Adding white space to Chinese text : )

One of the key challenges in learning Chinese is that there is no white space in Chinese text. You have to visually identify words and when you don’t know many words this is particularly difficult. This is what Chinese text looks like:


As you can see for those of us coming from languages that separate words with white spaces it is difficult to identify words in a Chinese paragraph.

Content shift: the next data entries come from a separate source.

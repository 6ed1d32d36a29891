use std::io::Cursor;

use markup_nav::{Document, DocumentKind, Error, Options};

fn fragment_options() -> Options {
    Options {
        kind: DocumentKind::Fragment,
        ..Options::default()
    }
}

#[test]
fn empty_input_is_rejected() {
    assert!(matches!(Document::parse(""), Err(Error::EmptyInput)));
    assert!(matches!(Document::parse(" \n\t "), Err(Error::EmptyInput)));
    assert!(matches!(Document::parse_bytes(b""), Err(Error::EmptyInput)));
}

#[test]
fn fragment_without_elements_has_no_root() {
    let result = Document::parse_with_options("just text", &fragment_options());
    assert!(matches!(result, Err(Error::NoRootElement)));

    let lenient = Options {
        require_root: false,
        ..fragment_options()
    };
    let doc = Document::parse_with_options("just text", &lenient).unwrap();
    assert!(doc.root().is_none());
    assert_eq!(doc.document_node().text_content(), "just text");
}

#[test]
fn document_mode_synthesizes_structure() {
    let doc = Document::parse("<p>loose</p>").unwrap();
    assert_eq!(doc.kind(), DocumentKind::Document);
    assert_eq!(doc.root().unwrap().tag_name().as_deref(), Some("html"));
    assert!(doc.head().is_some());
    assert_eq!(doc.body().unwrap().child_of_tag("p").unwrap().text_content(), "loose");
    assert!(doc.title().is_none());
}

#[test]
fn malformed_markup_still_parses() {
    let doc = Document::parse("<div><p>unclosed<span>deep</div><p>after").unwrap();
    let body = doc.body().unwrap();
    assert!(body.descendant_of_tag("span").is_some());
    assert_eq!(body.descendants_of_tag("p").len(), 2);
}

#[test]
fn bytes_with_meta_charset_are_decoded() {
    let mut bytes = b"<html><head><meta charset=\"windows-1252\"><title>Caf".to_vec();
    bytes.push(0xE9);
    bytes.extend_from_slice(b"</title></head><body></body></html>");
    let doc = Document::parse_bytes(&bytes).unwrap();
    assert_eq!(doc.encoding().name(), "windows-1252");
    assert_eq!(doc.title().as_deref(), Some("Café"));
}

#[test]
fn explicit_encoding_overrides_sniffing() {
    let bytes = "<html><head><meta charset=\"iso-8859-1\"><title>Grüße</title></head></html>".as_bytes();
    let options = Options {
        encoding: Some("utf-8".to_string()),
        ..Options::default()
    };
    let doc = Document::parse_bytes_with_options(bytes, &options).unwrap();
    assert_eq!(doc.title().as_deref(), Some("Grüße"));
}

#[test]
fn unknown_encoding_label_is_invalid_input() {
    let options = Options {
        encoding: Some("no-such-charset".to_string()),
        ..Options::default()
    };
    let result = Document::parse_bytes_with_options(b"<p>x</p>", &options);
    assert!(matches!(result, Err(Error::InvalidInput(_))));
}

#[test]
fn strict_encoding_rejects_malformed_bytes() {
    let bytes = b"<html><body><p>bad \xFF byte</p></body></html>";
    let strict = Options {
        encoding: Some("utf-8".to_string()),
        strict_encoding: true,
        ..Options::default()
    };
    assert!(matches!(
        Document::parse_bytes_with_options(bytes, &strict),
        Err(Error::InvalidInput(_))
    ));

    let doc = Document::parse_bytes(bytes).unwrap();
    let text = doc.body().unwrap().text_content();
    assert!(text.contains('\u{FFFD}'));
}

#[test]
fn from_reader_matches_parse() {
    let html = "<html><body><ul><li>a</li><li>b</li></ul></body></html>";
    let doc = Document::from_reader(Cursor::new(html.as_bytes()), &Options::default()).unwrap();
    let items = doc.root().unwrap().descendants_of_tag("li");
    assert_eq!(items.len(), 2);
}

#[test]
fn from_path_reads_file() {
    let path = std::env::temp_dir().join(format!("markup_nav_doc_{}.html", std::process::id()));
    std::fs::write(&path, "<html><head><title>On disk</title></head></html>").unwrap();
    let doc = Document::from_path(&path, &Options::default()).unwrap();
    std::fs::remove_file(&path).unwrap();
    assert_eq!(doc.title().as_deref(), Some("On disk"));
}

#[test]
fn missing_file_is_unreadable() {
    let path = std::env::temp_dir().join("markup_nav_definitely_missing.html");
    let result = Document::from_path(&path, &Options::default());
    assert!(matches!(result, Err(Error::Unreadable(_))));
}

#[test]
fn error_messages_are_descriptive() {
    let err = Document::parse("").unwrap_err();
    assert!(!err.to_string().is_empty());
    let doc = Document::parse("<p>x</p>").unwrap();
    let err = Error::from(doc.root().unwrap().nodes_for_query("//p[@id").unwrap_err());
    assert!(err.to_string().contains("1206"));
}

#[test]
fn independent_documents_can_be_used_from_threads() {
    let handles: Vec<_> = (0..4)
        .map(|i| {
            std::thread::spawn(move || {
                let html = format!("<html><body><p id=\"p{i}\">{i}</p></body></html>");
                let doc = Document::parse(&html).unwrap();
                doc.root()
                    .unwrap()
                    .descendant_with_id(&format!("p{i}"))
                    .and_then(|p| p.integer_value())
            })
        })
        .collect();
    for (i, handle) in handles.into_iter().enumerate() {
        assert_eq!(handle.join().unwrap(), Some(i as i64));
    }
}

While doing research into how I could add white space to Chinese text in order to better identify words, I ran across the following article from Stanford University:

In this article I learned the technical term for adding white space to Chinese text is “tokenization of raw text”, and since Chinese requires “extensive token pre-processing” then the more particular technical term is “segmentation”. So translated into technical lingo what I was looking for was a Chinese Word Segmenter. The article provides ample information regarding all the science that goes behind coming up with algorithms that allow us to write programs to segment Chinese text.

In this blog post I am only concerned with showing how I used the Chinese Word Segmenter to transform the above text into a more Chinese language student friendly version.

  1. I downloaded and unzipped the segmenter.
  2. I put the text into a plain text file (.txt)
  3. I executed the following command:

./ ctb file.txt UTF-8 0 > file.segmented.txt

The segmenter provides detailed output regarding the segmentation process. I will only mention the last line of that output here:

CRFClassifier tagged 189 words in 1 documents at 1524.19 words per second.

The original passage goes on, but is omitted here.